If the government had understood the “code red” warning in the Chatham report, they would not be interpreting all of the sudden UK “supply chain” crises as crises, but as indicators of the rapid decarbonisation the UK and global economy has to undergo to avoid the destruction of civilisation.

The fossil gas supply and price “crisis” indicates that we need to insulate all our homes and switch to renewably-powered electric heating. Gas-powered heating produces 15 per cent of UK domestic carbon emissions.

The sudden ”crisis” closure of our fertiliser plants due to a rise in gas prices indicates we need to rapidly move to organic food production. Industrial agriculture is destroying our precious soil fertility and the N20 resulting from artificial fertiliser applications is 300 times more powerful as a global warming gas than CO2.

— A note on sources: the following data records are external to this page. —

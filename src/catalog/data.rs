//! The standard Banking-as-a-Service deck
//!
//! Static descriptive content based on BCB Public Consultation 108/2024
//! and international BaaS market research. Display copy is kept in
//! Portuguese, as presented to the viewer; ids are stable ASCII keys.

use super::{
    BusinessModel, Connection, Deck, Opportunity, Participant, Principle, Region, RegionStat,
    Risk, RiskCategory, Section, Service, ServiceStatus, TimelineEntry, TimelineStatus,
};

pub(super) const STANDARD_DECK: Deck = Deck {
    sections: SECTIONS,
    participants: PARTICIPANTS,
    connections: CONNECTIONS,
    business_models: BUSINESS_MODELS,
    services: SERVICES,
    principles: PRINCIPLES,
    timeline: TIMELINE,
    discussion_topics: DISCUSSION_TOPICS,
    risk_categories: RISK_CATEGORIES,
    case_study: CASE_STUDY,
    opportunities: OPPORTUNITIES,
    embedded_finance_sectors: EMBEDDED_FINANCE_SECTORS,
    regions: REGIONS,
    brazil_stats: BRAZIL_STATS,
};

const SECTIONS: &[Section] = &[
    Section { id: 0, title: "Introdução", icon: "🏦" },
    Section { id: 1, title: "Ecossistema", icon: "🔄" },
    Section { id: 2, title: "Modelos de Negócio", icon: "💼" },
    Section { id: 3, title: "Serviços BaaS", icon: "⚙️" },
    Section { id: 4, title: "Regulação BCB", icon: "📋" },
    Section { id: 5, title: "Riscos", icon: "⚠️" },
    Section { id: 6, title: "Oportunidades", icon: "🚀" },
    Section { id: 7, title: "Cenário Global", icon: "🌍" },
];

const PARTICIPANTS: &[Participant] = &[
    Participant {
        id: "bank",
        name: "Instituição Prestadora",
        subtitle: "Banco, IP, SCD",
        icon: "🏛️",
        color: "#0ea5e9",
        x: 50,
        y: 20,
        responsibilities: &[
            "Licença regulatória",
            "Gestão de balanço",
            "Conformidade PLD/FT",
            "Supervisão de riscos",
            "Reporte ao BCB",
        ],
    },
    Participant {
        id: "middleware",
        name: "Middleware",
        subtitle: "Opcional",
        icon: "🔌",
        color: "#f59e0b",
        x: 50,
        y: 50,
        responsibilities: &[
            "Integração técnica",
            "APIs unificadas",
            "Gestão de programa",
            "Suporte operacional",
        ],
    },
    Participant {
        id: "fintech",
        name: "Tomador de Serviços",
        subtitle: "Fintech, Varejo",
        icon: "📱",
        color: "#8b5cf6",
        x: 50,
        y: 80,
        responsibilities: &[
            "Tecnologia e UX",
            "Aquisição de clientes",
            "Marketing",
            "Relacionamento",
        ],
    },
    Participant {
        id: "bcb",
        name: "Banco Central",
        subtitle: "Regulador",
        icon: "⚖️",
        color: "#10b981",
        x: 15,
        y: 50,
        responsibilities: &["Regulação", "Supervisão", "Autorização", "Fiscalização"],
    },
    Participant {
        id: "client",
        name: "Cliente Final",
        subtitle: "PF ou PJ",
        icon: "👤",
        color: "#ec4899",
        x: 85,
        y: 50,
        responsibilities: &[
            "Acesso a serviços",
            "Experiência integrada",
            "Proteção regulatória",
        ],
    },
];

const CONNECTIONS: &[Connection] = &[
    Connection { from: "bank", to: "middleware", label: "Contrato BaaS" },
    Connection { from: "middleware", to: "fintech", label: "APIs" },
    Connection { from: "bank", to: "fintech", label: "Supervisão" },
    Connection { from: "bcb", to: "bank", label: "Regulação" },
    Connection { from: "fintech", to: "client", label: "Serviços" },
    Connection { from: "bank", to: "client", label: "Responsabilidade" },
];

const BUSINESS_MODELS: &[BusinessModel] = &[
    BusinessModel {
        id: "direct",
        name: "Parceria Direta",
        desc: "Integração direta entre instituição e tomador",
        icon: "🤝",
        color: "#0ea5e9",
        pros: &["Maior controle", "Sem intermediários", "Flexibilidade"],
        cons: &[
            "Maior complexidade técnica",
            "Investimento em compliance",
            "Time to market maior",
        ],
        flow: &["Instituição", "Tomador", "Cliente"],
    },
    BusinessModel {
        id: "middleware",
        name: "Via Middleware",
        desc: "Plataforma intermediária facilita a integração",
        icon: "🔗",
        color: "#8b5cf6",
        pros: &[
            "Integração simplificada",
            "Time to market menor",
            "Suporte técnico",
        ],
        cons: &[
            "Dependência do intermediário",
            "Menor flexibilidade",
            "Risco adicional",
        ],
        flow: &["Instituição", "Middleware", "Tomador", "Cliente"],
    },
    BusinessModel {
        id: "api-native",
        name: "Banco Nativo API",
        desc: "Instituições construídas para BaaS desde o início",
        icon: "⚡",
        color: "#10b981",
        pros: &["Tecnologia moderna", "Alta performance", "Escalabilidade"],
        cons: &[
            "Mercado ainda em desenvolvimento",
            "Poucos players",
            "Custo elevado",
        ],
        flow: &["Banco API", "Tomador", "Cliente"],
    },
];
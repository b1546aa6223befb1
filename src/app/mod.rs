//! Session coordination layer
//!
//! Owns the live state of one presentation: the session facade that
//! dispatches intents across the domain components, and the animation
//! driver that holds the session's only timer resource.

pub mod driver;
pub mod session;

pub use driver::AnimationDriver;
pub use session::{Session, SessionError, Snapshot};
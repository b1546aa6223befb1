//! Session configuration
//!
//! In-memory configuration for one presentation session: the animation
//! tick period and the identity of the two pause-sensitive sections.
//! Values are fixed for the session's lifetime and validated against
//! the deck before a session is built.

use std::time::Duration;

use thiserror::Error;

use crate::domain::animation::PauseRules;

/// Configuration errors detected at session construction
#[derive(Debug, Error)]
pub enum ConfigError {
    #[error("Tick period must be greater than zero")]
    ZeroTickPeriod,
    #[error("Pause-sensitive section {index} is outside the deck's {section_count} sections")]
    PauseSectionOutOfRange { index: usize, section_count: usize },
}

/// Tunable constants of a presentation session
#[derive(Debug, Clone, Copy, PartialEq, Eq)]
pub struct SessionConfig {
    /// Period of the animation tick
    pub tick_period: Duration,
    /// Sections whose active selection suspends the animation
    pub pause_rules: PauseRules,
}

impl SessionConfig {
    /// Animation tick period of the original presentation
    pub const DEFAULT_TICK_PERIOD: Duration = Duration::from_millis(100);
    /// Default index of the ecosystem section
    pub const ECOSYSTEM_SECTION: usize = 1;
    /// Default index of the business-models section
    pub const BUSINESS_MODELS_SECTION: usize = 2;

    /// Checks the configuration against a deck of `section_count` sections
    pub fn validate(&self, section_count: usize) -> Result<(), ConfigError> {
        if self.tick_period.is_zero() {
            return Err(ConfigError::ZeroTickPeriod);
        }
        for index in [
            self.pause_rules.ecosystem_section,
            self.pause_rules.business_models_section,
        ] {
            if index >= section_count {
                return Err(ConfigError::PauseSectionOutOfRange {
                    index,
                    section_count,
                });
            }
        }
        Ok(())
    }
}

impl Default for SessionConfig {
    fn default() -> Self {
        Self {
            tick_period: Self::DEFAULT_TICK_PERIOD,
            pause_rules: PauseRules {
                ecosystem_section: Self::ECOSYSTEM_SECTION,
                business_models_section: Self::BUSINESS_MODELS_SECTION,
            },
        }
    }
}

#[cfg(test)]
mod tests {
    use super::*;

    #[test]
    fn default_config_is_valid_for_the_standard_deck() {
        let config = SessionConfig::default();
        assert_eq!(config.tick_period, Duration::from_millis(100));
        assert!(config.validate(8).is_ok());
    }

    #[test]
    fn zero_tick_period_is_rejected() {
        let config = SessionConfig {
            tick_period: Duration::ZERO,
            ..SessionConfig::default()
        };
        assert!(matches!(config.validate(8), Err(ConfigError::ZeroTickPeriod)));
    }

    #[test]
    fn pause_section_outside_deck_is_rejected() {
        let config = SessionConfig::default();
        assert!(matches!(
            config.validate(2),
            Err(ConfigError::PauseSectionOutOfRange { index: 2, section_count: 2 })
        ));
    }
}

The closure of the fertiliser plants has resulted in a shortage of CO2, which is a side product. It has led to a shortage of the CO2 used for stunning animals in abattoirs and preserving meat. Meat is responsible for 14.5 per cent of global carbon emissions. This “crisis” indicates we need to move to a largely plant-based diet.

And the parallel “crisis” in the artificial, chemical-based soft-drinks industry, from this lack of CO2, indicates we need to move back to hydrating naturally with pure tap water –and getting our fruit from UK-grown fruit.

The drinks industry produces a staggering 5.5 billion pointless single-use plastic bottles every year, with the resulting carbon emissions and oceanic plastic pollution. A serious government would turn these “crises” into opportunities to overhaul the economy into one that protects Britain, rather than destroys it.

Instead, Priti Patel’s message to world leaders who are coming to the Glasgow Cop26 summit in November is to build new oil, gas and coalfields, expand motorways and airports and to lock up the climate protectors trying to ring the alarm, as we enter a “code red” future.

To me, it isn’t the climate protectors who are criminals – the CEOs of the fossil fuel corporations and their bankers destroying Britain are the most destructive criminals in human history, and from what I can tell, Priti Patel has put herself firmly on their side. Let me be clear – Priti Patel is an existential threat to Britain.